‘Species’ (R)
By Richard Harrington
Washington Post Staff Writer
July 07, 1995
"Species" promises far more than it delivers: What if we sent a message into space, and some Alien Intelligence responded with science experiments that are not exactly what they appear to be?
That's exactly the problem facing Xavier Fitch (Ben Kingsley, in a tacit turn more suggestive of the late Donald Pleasence). Fitch, given a new sequence of DNA to combine with human DNA, is creator/curator of Sil (Michelle Williams), a young woman who has been growing at a phenomenal pace but with disturbing side effects that lead Fitch to terminate the project. Sensing her imminent destruction, Sil escapes the secret lab, catches a train to Los Angeles (learning English from television along the way) and emerges there as a drop-dead 21-year-old with an immaculate fashion sensibility.
It's the Sister From Another Planet. This being L.A., grown-up Sil (model Natasha Henstridge) ends up hanging out in a flashy disco, looking for men to mate with and spending an inordinate amount of time shedding her clothes and parading around nude.
Meanwhile, back in the lab, Fitch has assembled a rather pathetic team to track Sil down: one top secret Orkin Man (Michael Madsen working that familiar ennui), a befuddled empath (befuddled Forest Whitaker), a molecular biologist (Marg Helgenberger) and a cross-cultural anthropologist (Alfred Molina). Despite some solid credits on their resumes, these actors come across as the gang that couldn't deduce straight. As for Kingsley, right about now, the extinction of mankind is more immediate than his prospects for a second Oscar.
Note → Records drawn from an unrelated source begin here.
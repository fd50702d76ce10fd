//! Ordering verification harness.

use crate::error::{NodeError, OrderingBound, OrderingViolation};
use crate::graph::Context;
use crate::heartbeat::HeartbeatPredicate;
use crate::metadata::{NodeMetrics, OperatorDescriptor};
use crate::metrics;
use crate::node::{HeartbeatCapable, HeartbeatOrigin, InputId, Node, NodeId, Sink};
use crate::time::{Payload, TemporalObject, Timestamp};
use parking_lot::Mutex;
use std::collections::BTreeMap;
use std::sync::Arc;
use tracing::warn;

#[derive(Default)]
struct VerifierState {
  node: Option<NodeId>,
  latest: BTreeMap<InputId, Timestamp>,
  signaled: BTreeMap<InputId, Timestamp>,
  last_heartbeat: Option<Timestamp>,
  fault: Option<OrderingViolation>,
}

/// Wraps a sink and checks that every element it receives starts no earlier
/// than the last heartbeat and the previous element on the same input.
///
/// Heartbeats are tracked per input. The verifier's own last heartbeat is the
/// minimum over its inputs, so a heartbeat on one input never bounds another.
/// Memory-manager heartbeats are forwarded unchecked and raise no bound.
///
/// The first violation faults the verifier: it returns
/// [`NodeError::Ordering`], completes the wrapped sink on every input and
/// rejects everything afterwards with [`NodeError::Faulted`]. The rest of the
/// graph is unaffected.
///
/// The verifier takes the wrapped node's place in the graph; the wrapped node
/// sees the same [`Context`] and therefore the verifier's subscribers.
pub struct OrderingVerifier<P: Payload> {
  inner: Arc<dyn Node<P>>,
  state: Mutex<VerifierState>,
}

/// Wraps `inner` in an [`OrderingVerifier`].
pub fn verify_heartbeat_ordering<P: Payload>(inner: Arc<dyn Node<P>>) -> OrderingVerifier<P> {
  OrderingVerifier::new(inner)
}

impl<P: Payload> OrderingVerifier<P> {
  /// Creates a verifier around `inner`.
  pub fn new(inner: Arc<dyn Node<P>>) -> Self {
    Self {
      inner,
      state: Mutex::new(VerifierState::default()),
    }
  }

  /// The wrapped node.
  pub fn inner(&self) -> &Arc<dyn Node<P>> {
    &self.inner
  }

  fn check(&self, state: &VerifierState, node: NodeId, input: InputId, timestamp: Timestamp) -> Option<OrderingViolation> {
    if let Some(signaled) = state.signaled.get(&input).copied().filter(|signaled| timestamp < *signaled) {
      return Some(OrderingViolation {
        node,
        input,
        timestamp,
        bound: OrderingBound::LastHeartbeat,
        bound_value: signaled,
      });
    }
    state
      .latest
      .get(&input)
      .copied()
      .filter(|latest| timestamp < *latest)
      .map(|latest| OrderingViolation {
        node,
        input,
        timestamp,
        bound: OrderingBound::LatestTimestamp,
        bound_value: latest,
      })
  }

  fn fault(&self, ctx: &Context<'_, P>, violation: OrderingViolation) -> NodeError {
    let inputs: Vec<InputId> = {
      let mut state = self.state.lock();
      state.fault = Some(violation.clone());
      state.latest.keys().copied().collect()
    };
    warn!(graph = %ctx.graph().name(), node = %violation.node, %violation, "ordering violation detected");
    metrics::record_ordering_fault(ctx.graph().name(), violation.node);
    if let Some(sink) = self.inner.as_sink() {
      for input in inputs {
        if let Err(error) = sink.done(ctx, input) {
          warn!(node = %violation.node, input, %error, "completing wrapped sink failed");
        }
      }
    }
    NodeError::Ordering(violation)
  }
}

impl<P: Payload> Node<P> for OrderingVerifier<P> {
  fn name(&self) -> &str {
    self.inner.name()
  }

  fn descriptor(&self) -> &'static OperatorDescriptor {
    self.inner.descriptor()
  }

  fn metrics(&self) -> &NodeMetrics {
    self.inner.metrics()
  }

  fn open(&self, node: NodeId) -> Result<(), NodeError> {
    self.state.lock().node = Some(node);
    self.inner.open(node)
  }

  fn close(&self) {
    self.inner.close();
  }

  fn is_open(&self) -> bool {
    self.inner.is_open()
  }

  fn is_closed(&self) -> bool {
    self.inner.is_closed()
  }

  fn fault(&self) -> Option<OrderingViolation> {
    self.state.lock().fault.clone().or_else(|| self.inner.fault())
  }

  fn as_sink(&self) -> Option<&dyn Sink<P>> {
    Some(self)
  }

  fn as_heartbeat(&self) -> Option<&dyn HeartbeatCapable<P>> {
    Some(self)
  }
}

impl<P: Payload> Sink<P> for OrderingVerifier<P> {
  fn process(
    &self,
    ctx: &Context<'_, P>,
    element: TemporalObject<P>,
    input: InputId,
  ) -> Result<(), NodeError> {
    let node = ctx.node_id();
    let violation = {
      let mut state = self.state.lock();
      if let Some(violation) = &state.fault {
        return Err(NodeError::Faulted {
          node,
          violation: violation.clone(),
        });
      }
      let violation = self.check(&state, node, input, element.start());
      if violation.is_none() {
        state.latest.insert(input, element.start());
      }
      violation
    };
    if let Some(violation) = violation {
      return Err(self.fault(ctx, violation));
    }
    match self.inner.as_sink() {
      Some(sink) => sink.process(ctx, element, input),
      None => Ok(()),
    }
  }

  fn done(&self, ctx: &Context<'_, P>, input: InputId) -> Result<(), NodeError> {
    if self.state.lock().fault.is_some() {
      return Ok(());
    }
    match self.inner.as_sink() {
      Some(sink) => sink.done(ctx, input),
      None => Ok(()),
    }
  }

  fn is_done(&self) -> bool {
    self.inner.as_sink().is_some_and(|sink| sink.is_done())
  }

  fn received_done(&self, input: InputId) -> bool {
    self.inner.as_sink().is_some_and(|sink| sink.received_done(input))
  }

  fn add_input(&self, input: InputId) -> bool {
    let accepted = self.inner.as_sink().is_some_and(|sink| sink.add_input(input));
    if accepted {
      self.state.lock().latest.entry(input).or_insert(0);
    }
    accepted
  }

  fn remove_input(&self, input: InputId) {
    {
      let mut state = self.state.lock();
      state.latest.remove(&input);
      state.signaled.remove(&input);
    }
    if let Some(sink) = self.inner.as_sink() {
      sink.remove_input(input);
    }
  }
}

impl<P: Payload> HeartbeatCapable<P> for OrderingVerifier<P> {
  fn heartbeat(
    &self,
    ctx: &Context<'_, P>,
    timestamp: Timestamp,
    origin: HeartbeatOrigin,
  ) -> Result<(), NodeError> {
    {
      let mut state = self.state.lock();
      if let Some(violation) = &state.fault {
        return Err(NodeError::Faulted {
          node: ctx.node_id(),
          violation: violation.clone(),
        });
      }
      if let HeartbeatOrigin::Input(input) = origin {
        let signaled = state.signaled.entry(input).or_insert(timestamp);
        *signaled = (*signaled).max(timestamp);
        let latest = state.latest.entry(input).or_insert(timestamp);
        *latest = (*latest).max(timestamp);
        let minimum = state.latest.values().copied().min();
        if let Some(minimum) = minimum.filter(|minimum| state.last_heartbeat.is_none_or(|last| *minimum > last)) {
          state.last_heartbeat = Some(minimum);
        }
      }
    }
    match self.inner.as_heartbeat() {
      Some(inner) => inner.heartbeat(ctx, timestamp, origin),
      None => Ok(()),
    }
  }

  fn set_heartbeats_active(&self, active: bool) {
    if let Some(inner) = self.inner.as_heartbeat() {
      inner.set_heartbeats_active(active);
    }
  }

  fn heartbeats_active(&self) -> bool {
    self.inner.as_heartbeat().is_some_and(|inner| inner.heartbeats_active())
  }

  fn set_heartbeat_predicate(&self, predicate: Box<dyn HeartbeatPredicate>) {
    if let Some(inner) = self.inner.as_heartbeat() {
      inner.set_heartbeat_predicate(predicate);
    }
  }

  fn min_timestamp(&self) -> Option<Timestamp> {
    match self.inner.as_heartbeat() {
      Some(inner) => inner.min_timestamp(),
      None => self.state.lock().latest.values().copied().min(),
    }
  }

  fn last_heartbeat(&self) -> Option<Timestamp> {
    self.state.lock().last_heartbeat
  }
}
//! Symmetric temporal join.

use super::core::{Emitter, Operator};
use crate::config::SweepAreaConfig;
use crate::error::{NodeError, SweepAreaError};
use crate::metadata::{OperatorDescriptor, STATEFUL_METADATA};
use crate::node::InputId;
use crate::sweep_area::{
  HeapSweepArea, ListSweepArea, QueryFn, ReorganizeMode, SweepArea, SweepAreaPredicates,
  SweepAreaSettings,
};
use crate::time::{Payload, TemporalObject, Timestamp, ends_before, start_order, starts_at_or_before};
use std::sync::Arc;

static JOIN: OperatorDescriptor = OperatorDescriptor::new("temporal-join", STATEFUL_METADATA);

type Area<P> = ListSweepArea<TemporalObject<P>>;

/// Joins two inputs on overlapping validity and a payload predicate.
///
/// Each input keeps a start-sorted area. An element from one side probes the
/// other side's area, and every match produces `combine(left, right)` valid
/// on the intersection of both intervals. Results pass through a start-keyed
/// heap and leave once the minimum timestamp reaches their start, so output
/// stays start-ordered. Input 0 is the left side, input 1 the right.
pub struct TemporalJoin<P: Payload> {
  areas: [Area<P>; 2],
  results: HeapSweepArea<TemporalObject<P>>,
  combine: Box<dyn Fn(&P, &P) -> P + Send>,
}

impl<P: Payload> TemporalJoin<P> {
  /// Creates the join.
  ///
  /// `matches(left, right)` decides whether two overlapping payloads join.
  ///
  /// # Errors
  ///
  /// Propagates sweep area construction errors.
  pub fn new(
    config: &SweepAreaConfig,
    matches: impl Fn(&P, &P) -> bool + Send + Sync + 'static,
    combine: impl Fn(&P, &P) -> P + Send + 'static,
  ) -> Result<Self, SweepAreaError> {
    let matches = Arc::new(matches);
    let from_left = Arc::clone(&matches);
    let from_right = matches;
    let probe_left: QueryFn<TemporalObject<P>> = Arc::new(move |stored: &TemporalObject<P>, probe: &TemporalObject<P>| {
      stored.interval().overlaps(probe.interval()) && from_left(probe.payload(), stored.payload())
    });
    let probe_right: QueryFn<TemporalObject<P>> = Arc::new(move |stored: &TemporalObject<P>, probe: &TemporalObject<P>| {
      stored.interval().overlaps(probe.interval()) && from_right(stored.payload(), probe.payload())
    });
    let predicates: SweepAreaPredicates<TemporalObject<P>> = SweepAreaPredicates::new(
      Arc::new(|a: &TemporalObject<P>, b: &TemporalObject<P>| a == b),
      vec![probe_left, probe_right],
      vec![Arc::new(ends_before::<P>), Arc::new(ends_before::<P>)],
    )?;
    let area = |owner: usize| {
      ListSweepArea::sorted(
        predicates.clone(),
        SweepAreaSettings::owned_by(owner)
          .with_config(config)
          .with_self_reorganize(false),
        Arc::new(start_order::<P>),
      )
    };
    let release: SweepAreaPredicates<TemporalObject<P>> = SweepAreaPredicates::uniform(
      1,
      Arc::new(|a: &TemporalObject<P>, b: &TemporalObject<P>| a == b),
      Arc::new(|_: &TemporalObject<P>, _: &TemporalObject<P>| false),
      Arc::new(starts_at_or_before::<P>),
    )?;
    let results = HeapSweepArea::new(
      release,
      SweepAreaSettings::owned_by(0)
        .with_config(config)
        .with_mode(ReorganizeMode::Lazy),
      Arc::new(|element: &TemporalObject<P>| element.start()),
    )?;
    Ok(Self {
      areas: [area(0)?, area(1)?],
      results,
      combine: Box::new(combine),
    })
  }

  /// Elements held per side.
  pub fn area_sizes(&self) -> [usize; 2] {
    [self.areas[0].len(), self.areas[1].len()]
  }
}

impl<P: Payload> Operator<P> for TemporalJoin<P> {
  fn descriptor(&self) -> &'static OperatorDescriptor {
    &JOIN
  }

  fn accepts_input(&self, input: InputId) -> bool {
    input < 2
  }

  fn process_object(
    &mut self,
    emitter: &mut Emitter<'_, '_, P>,
    element: TemporalObject<P>,
    input: InputId,
  ) -> Result<(), NodeError> {
    let j = input as usize;
    let k = 1 - j;
    self.areas[k].reorganize(&element.start(), j)?;
    for stored in self.areas[k].query(&element, j)? {
      let Some(interval) = stored.interval().intersect(element.interval()) else {
        continue;
      };
      let (left, right) = if j == 0 { (&element, &stored) } else { (&stored, &element) };
      let payload = (self.combine)(left.payload(), right.payload());
      self.results.insert(TemporalObject::new(payload, interval))?;
    }
    if !emitter.received_done(k as InputId) {
      self.areas[j].insert(element)?;
    }
    Ok(())
  }

  fn process_heartbeat(
    &mut self,
    emitter: &mut Emitter<'_, '_, P>,
    min: Timestamp,
  ) -> Result<Option<Timestamp>, NodeError> {
    self.areas[0].reorganize(&min, 1)?;
    self.areas[1].reorganize(&min, 0)?;
    for result in self.results.expire(&min, 0)? {
      emitter.transfer(result);
    }
    Ok(Some(self.results.peek().map_or(min, |next| next.start().min(min))))
  }

  fn on_input_done(&mut self, _emitter: &mut Emitter<'_, '_, P>, input: InputId) -> Result<(), NodeError> {
    // Nothing will probe the finished side's counterpart any more.
    let other = 1 - input as usize;
    self.areas[other].clear();
    Ok(())
  }

  fn on_all_done(&mut self, emitter: &mut Emitter<'_, '_, P>) -> Result<(), NodeError> {
    for result in self.results.drain()? {
      emitter.transfer(result);
    }
    Ok(())
  }

  fn state_size(&self) -> usize {
    self.areas[0].len() + self.areas[1].len() + self.results.len()
  }

  fn memory_usage(&self) -> usize {
    self.areas[0].memory_usage() + self.areas[1].memory_usage() + self.results.memory_usage()
  }

  fn close(&mut self) {
    for area in &mut self.areas {
      area.close();
    }
    self.results.close();
  }
}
Among "Species' " many problems are these:
Director Roger Donaldson ("The Getaway," "No Way Out") may have started out aiming for intentional thrills, but ends up with unintentional comedy as his characters do and say the darndest things. ("Something awful happened here," one says, stepping over a particularly messy corpse.)
"Secret lab" scenes at the start of the film seem to have eaten much of its budget, and most of the subsequent action takes place in the disco, a hotel or the hotel's garage, which leads to an underground labyrinth looking suspiciously (or is that suspeciesly) like the innards of assorted "Alien" ships.
Indeed, "Alien" designer and twisted surrealist H.R. Giger is on board as Sil's designer (that's the mutating Sil, not the naked human Sil). Giger's notions are, as always, disturbing, but here they are simply too fleeting to be scary. There's less to Sil than either the horror genre magazines or the previews would lead you to hope.
Why is it when male aliens come to visit, it's usually to hunt, conquer and destroy, all the while keeping their uniforms or fur on; Ms. Alien has apparently come to mate and destroy buck-naked?
Species is rated R and contains nudity and some graphic gore.